L’assessora Ridolfi ha chiarito che l’ampliamento della Fiera con un nuovo cupolone è necessario per non perdere importanti eventi come Ecomondo, Sigep, Key Energy e Ttg, che verrebbero trasferiti a città come Milano o Bologna. Si tratta di un ricatto occupazionale mascherato da pragmatismo: la costruzione è presentata come l’unica alternativa alla scomparsa.
Come già evidenziato a maggio, la Giunta ha confermato che il cupolone rappresenta un ulteriore ingombro in un’area già congestionata. La risposta della Giunta a questa criticità non prevede una revisione del modello, ma propone di aggiungere volume, infrastrutture e asfalto in una zona già satura. Questo non è un rimedio, ma un’applicazione della stessa logica che ha generato il problema. L’Osservatorio Ampliamento Fiera, i comitati cittadini e Ariminensis segnalano questa situazione da tempo, provenendo non solo da una posizione ambientalista, ma da chi vive e lavora nelle vicinanze.
Un aspetto trascurato nella narrazione dell’assessora è il suolo. Mentre altre città come Parigi, Berlino e Milano stanno riconvertendo spazi in aree verdi, Rimini discute di ulteriori cementificazioni nella stessa zona, già congestionata. Il suolo non è solo un supporto per nuove costruzioni, ma è una risorsa fondamentale che non si rinnova.

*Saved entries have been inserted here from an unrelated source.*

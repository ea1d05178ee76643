//! Pixelate a PNG, or sketch one from a prompt when no input is given.
//!
//! Usage:
//!   cargo run --example pixelate --release -- <input.png|--prompt TEXT> \
//!       [output.png] [block] [colors] [algorithm]

use pixquant::service::{ArtRequest, NoService, render_prompt};
use pixquant::{Algorithm, PixelationConfig, codec};

fn main() -> Result<(), Box<dyn std::error::Error>> {
    env_logger::init();

    let args: Vec<String> = std::env::args().collect();
    let usage =
        "usage: pixelate <input.png|--prompt TEXT> [output.png] [block] [colors] [algorithm]";
    let (prompt, rest) = match args.get(1).map(String::as_str) {
        Some("--prompt") => (Some(args.get(2).ok_or(usage)?.clone()), &args[3..]),
        Some(_) => (None, &args[2..]),
        None => return Err(usage.into()),
    };

    let output = rest.first().cloned().unwrap_or_else(|| "pixelated.png".to_string());
    let block: u32 = rest.get(1).map_or(Ok(8), |s| s.parse())?;
    let colors: u32 = rest.get(2).map_or(Ok(16), |s| s.parse())?;
    let algorithm = rest
        .get(3)
        .map_or(Algorithm::MedianCut, |s| Algorithm::from_tag(s));

    let config = PixelationConfig::new()
        .block_size(block)
        .target_colors(colors)
        .algorithm(algorithm);

    let result = match prompt {
        Some(text) => {
            let request = ArtRequest::new(&text, (256, 256));
            render_prompt(None::<&NoService>, &request, &config)?.0
        }
        None => {
            let input = std::fs::read(&args[1])?;
            pixquant::pixelate(&codec::decode_png(&input)?, &config)?
        }
    };

    std::fs::write(&output, codec::encode_png(&result)?)?;
    eprintln!(
        "{}x{} -> {output} (block {block}, {colors} colors, {})",
        result.width(),
        result.height(),
        algorithm.tag()
    );
    Ok(())
}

Non esiste solo l’alternativa tra ampliare o scomparire. Si può anche riconsiderare la distribuzione delle funzioni nella città, come suggerito dal comitato di Rimini Sud con il progetto Palas 2. Questa proposta richiede una concezione urbanistica più ampia, piuttosto che un semplice sostegno a un progetto di una società quotata come IEG, i cui benefici non si riflettono nelle finanze comunali.
La crescita illimitata in uno spazio finito non rappresenta pragmatismo, ma è la stessa narrazione che ci accompagna da decenni ogni volta che si tratta di cimentificare nuove aree.